//! Multi-finger touch injection.
//!
//! This module defines the [`TouchDeliverer`] trait, the seam to the
//! platform's event-injection primitive, and the [`MultiTouchInjector`],
//! which turns a set of per-finger [`TouchPath`]s into one interleaved,
//! timestamp-ordered stream of touch events.
//!
//! # Tracking
//!
//! Every finger is registered with the [`ActivityTracker`] as a
//! [`ActivityCategory::Touch`] operation just before its `Began` event and
//! released right after its `Ended` (or `Cancelled`) event. A test waiting
//! for idleness therefore never proceeds while a synthetic touch is still in
//! flight. Each finger's entry is held in a [`TrackingGuard`], so dropping an
//! `inject` future mid-gesture (a timeout, a `select!`, an aborted task)
//! untracks every finger it had put down.
//!
//! # Failure
//!
//! When the platform rejects an event, every finger that has begun and not
//! ended, including the failing one, receives a `Cancelled` event and is
//! untracked before [`InjectionError::Delivery`] is returned.

use std::fmt;
use std::sync::Arc;
use std::time::Duration;

use async_trait::async_trait;
use serde::Serialize;
use thiserror::Error;
use tokio::time::Instant;
use tracing::{debug, debug_span, trace, warn, Instrument};

use crate::element::Point;
use crate::path::TouchPath;
use crate::tracker::{ActivityCategory, ActivityTracker, TrackingGuard};

/// Lifecycle stage of a finger at one instant.
#[derive(Debug, Clone, Copy, PartialEq, Eq, Hash, Serialize)]
#[serde(rename_all = "snake_case")]
pub enum TouchPhase {
    Began,
    Moved,
    Ended,
    Cancelled,
}

impl TouchPhase {
    /// Returns `true` for the phases that end a finger's lifecycle.
    pub fn is_terminal(&self) -> bool {
        matches!(self, TouchPhase::Ended | TouchPhase::Cancelled)
    }
}

impl fmt::Display for TouchPhase {
    fn fmt(&self, f: &mut fmt::Formatter<'_>) -> fmt::Result {
        f.write_str(match self {
            TouchPhase::Began => "began",
            TouchPhase::Moved => "moved",
            TouchPhase::Ended => "ended",
            TouchPhase::Cancelled => "cancelled",
        })
    }
}

/// One touch event handed to the platform.
#[derive(Debug, Clone, PartialEq, Serialize)]
pub struct TouchEvent {
    /// Index of the finger within the gesture.
    pub finger: usize,
    /// Where the finger is.
    pub point: Point,
    /// Lifecycle stage.
    pub phase: TouchPhase,
    /// Time since the start of the gesture.
    pub timestamp: Duration,
}

/// Errors reported by a [`TouchDeliverer`].
#[derive(Error, Debug, Clone, PartialEq, Eq)]
pub enum DeliveryError {
    /// The platform refused the event.
    #[error("Platform rejected touch event: {0}")]
    Rejected(String),

    /// The view receiving the touch went away mid-gesture.
    #[error("Touch target disappeared: {0}")]
    TargetGone(String),
}

/// The platform's event-injection primitive.
///
/// `deliver` must not return until the platform has processed the event (or
/// refused it). The injector awaits each call before issuing the next one,
/// which keeps gesture recognition deterministic.
#[async_trait]
pub trait TouchDeliverer: Send + Sync {
    /// Deliver one touch event and wait for the platform to acknowledge it.
    async fn deliver(&self, event: &TouchEvent) -> Result<(), DeliveryError>;
}

/// Errors returned by [`MultiTouchInjector::inject`].
#[derive(Error, Debug, Clone, PartialEq)]
pub enum InjectionError {
    /// No paths were supplied.
    #[error("No touch paths to inject")]
    NoFingers,

    /// A path has no samples.
    #[error("Touch path for finger {finger} has no samples")]
    EmptyPath { finger: usize },

    /// A sample offset is too far in the future to be scheduled.
    #[error("Touch path for finger {finger} has an unschedulable offset {offset:?}")]
    InvalidOffset { finger: usize, offset: Duration },

    /// The platform failed to deliver an event. All in-flight fingers were
    /// cancelled and untracked before this was returned.
    #[error("Touch delivery failed for finger {finger} at sample {sample}: {source}")]
    Delivery {
        finger: usize,
        sample: usize,
        #[source]
        source: DeliveryError,
    },
}

/// Runtime state of one finger during delivery.
#[derive(Debug, Default)]
struct InjectedTouch {
    /// Index of the most recently attempted sample.
    sample: usize,
    /// Ledger entry while the finger is down. Finished when the finger ends
    /// or is cancelled; dropping it (with the `inject` future) untracks too.
    operation: Option<TrackingGuard>,
}

/// One entry of the merged delivery schedule.
#[derive(Debug, Clone, Copy, PartialEq, Eq)]
struct ScheduledSample {
    offset: Duration,
    finger: usize,
    sample: usize,
}

/// Merges all fingers' samples into one schedule ordered by time offset,
/// ties broken by ascending finger index. The sort is stable, so samples of
/// one finger that share an offset keep their path order.
fn merge_schedule(paths: &[TouchPath]) -> Vec<ScheduledSample> {
    let mut schedule: Vec<ScheduledSample> = paths
        .iter()
        .enumerate()
        .flat_map(|(finger, path)| {
            path.samples()
                .iter()
                .enumerate()
                .map(move |(sample, s)| ScheduledSample {
                    offset: s.offset,
                    finger,
                    sample,
                })
        })
        .collect();
    schedule.sort_by(|a, b| a.offset.cmp(&b.offset).then(a.finger.cmp(&b.finger)));
    schedule
}

/// The phases delivered for a given sample of a path with `len` samples.
fn phases_for(sample: usize, len: usize) -> &'static [TouchPhase] {
    match (sample, len) {
        (0, 1) => &[TouchPhase::Began, TouchPhase::Ended],
        (0, _) => &[TouchPhase::Began],
        (s, l) if s + 1 == l => &[TouchPhase::Ended],
        _ => &[TouchPhase::Moved],
    }
}

/// Delivers multi-finger gestures through a [`TouchDeliverer`], keeping the
/// [`ActivityTracker`] informed of every finger in flight.
pub struct MultiTouchInjector {
    tracker: Arc<ActivityTracker>,
    deliverer: Arc<dyn TouchDeliverer>,
}

impl MultiTouchInjector {
    pub fn new(tracker: Arc<ActivityTracker>, deliverer: Arc<dyn TouchDeliverer>) -> Self {
        Self { tracker, deliverer }
    }

    pub fn tracker(&self) -> &Arc<ActivityTracker> {
        &self.tracker
    }

    /// Delivers all `paths` in lock-step with the platform, pacing events by
    /// their sample offsets.
    ///
    /// # Errors
    ///
    /// - [`InjectionError::NoFingers`] / [`InjectionError::EmptyPath`] /
    ///   [`InjectionError::InvalidOffset`] before anything is delivered
    /// - [`InjectionError::Delivery`] after cancelling and untracking every
    ///   finger still down
    pub async fn inject(&self, paths: &[TouchPath]) -> Result<(), InjectionError> {
        if paths.is_empty() {
            return Err(InjectionError::NoFingers);
        }
        if let Some(finger) = paths.iter().position(TouchPath::is_empty) {
            return Err(InjectionError::EmptyPath { finger });
        }
        let now = Instant::now();
        for (finger, path) in paths.iter().enumerate() {
            let offset = path.samples().last().map_or(Duration::ZERO, |s| s.offset);
            if now.checked_add(offset).is_none() {
                return Err(InjectionError::InvalidOffset { finger, offset });
            }
        }

        let span = debug_span!("inject", fingers = paths.len());
        self.deliver_all(paths).instrument(span).await
    }

    async fn deliver_all(&self, paths: &[TouchPath]) -> Result<(), InjectionError> {
        let mut touches: Vec<InjectedTouch> = paths.iter().map(|_| InjectedTouch::default()).collect();
        let schedule = merge_schedule(paths);
        let origin = Instant::now();
        debug!(events = schedule.len(), "delivering touch schedule");

        for entry in schedule {
            let Some(at) = origin.checked_add(entry.offset) else {
                self.cancel_in_flight(paths, &mut touches, origin).await;
                return Err(InjectionError::InvalidOffset {
                    finger: entry.finger,
                    offset: entry.offset,
                });
            };
            tokio::time::sleep_until(at).await;

            let path = &paths[entry.finger];
            let point = path.samples()[entry.sample].point;
            let touch = &mut touches[entry.finger];
            touch.sample = entry.sample;

            for &phase in phases_for(entry.sample, path.len()) {
                if phase == TouchPhase::Began {
                    touch.operation = Some(
                        self.tracker
                            .track_labeled_scoped(ActivityCategory::Touch, format!("finger {}", entry.finger)),
                    );
                }

                let event = TouchEvent {
                    finger: entry.finger,
                    point,
                    phase,
                    timestamp: entry.offset,
                };
                trace!(finger = entry.finger, sample = entry.sample, %phase, "deliver");

                if let Err(source) = self.deliverer.deliver(&event).await {
                    warn!(
                        finger = entry.finger,
                        sample = entry.sample,
                        %phase,
                        error = %source,
                        "touch delivery failed, cancelling in-flight fingers"
                    );
                    self.cancel_in_flight(paths, &mut touches, origin).await;
                    return Err(InjectionError::Delivery {
                        finger: entry.finger,
                        sample: entry.sample,
                        source,
                    });
                }

                if phase == TouchPhase::Ended {
                    if let Some(guard) = touch.operation.take() {
                        // A failure here is a collaborator bug and is logged by the tracker.
                        let _ = guard.finish();
                    }
                }
            }
        }

        debug!(elapsed_ms = origin.elapsed().as_millis() as u64, "touch schedule delivered");
        Ok(())
    }

    /// Sends `Cancelled` to every finger that is down and untracks it.
    /// Delivery failures while cancelling are logged and otherwise ignored.
    async fn cancel_in_flight(&self, paths: &[TouchPath], touches: &mut [InjectedTouch], origin: Instant) {
        for (finger, touch) in touches.iter_mut().enumerate() {
            let Some(guard) = touch.operation.take() else {
                continue;
            };
            let event = TouchEvent {
                finger,
                point: paths[finger].samples()[touch.sample].point,
                phase: TouchPhase::Cancelled,
                timestamp: origin.elapsed(),
            };
            if let Err(e) = self.deliverer.deliver(&event).await {
                debug!(finger, error = %e, "cancel event not delivered");
            }
            let _ = guard.finish();
            debug!(finger, sample = touch.sample, "finger cancelled");
        }
    }
}

impl fmt::Debug for MultiTouchInjector {
    fn fmt(&self, f: &mut fmt::Formatter<'_>) -> fmt::Result {
        f.debug_struct("MultiTouchInjector")
            .field("tracker", &self.tracker)
            .field("deliverer", &"<dyn TouchDeliverer>")
            .finish()
    }
}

· · · · · · ·

## What the exercise asks
Your response should be the lines of the entries above that include the string "tokio".

## Response to this task
use tokio::time::Instant;
            tokio::time::sleep_until(at).await;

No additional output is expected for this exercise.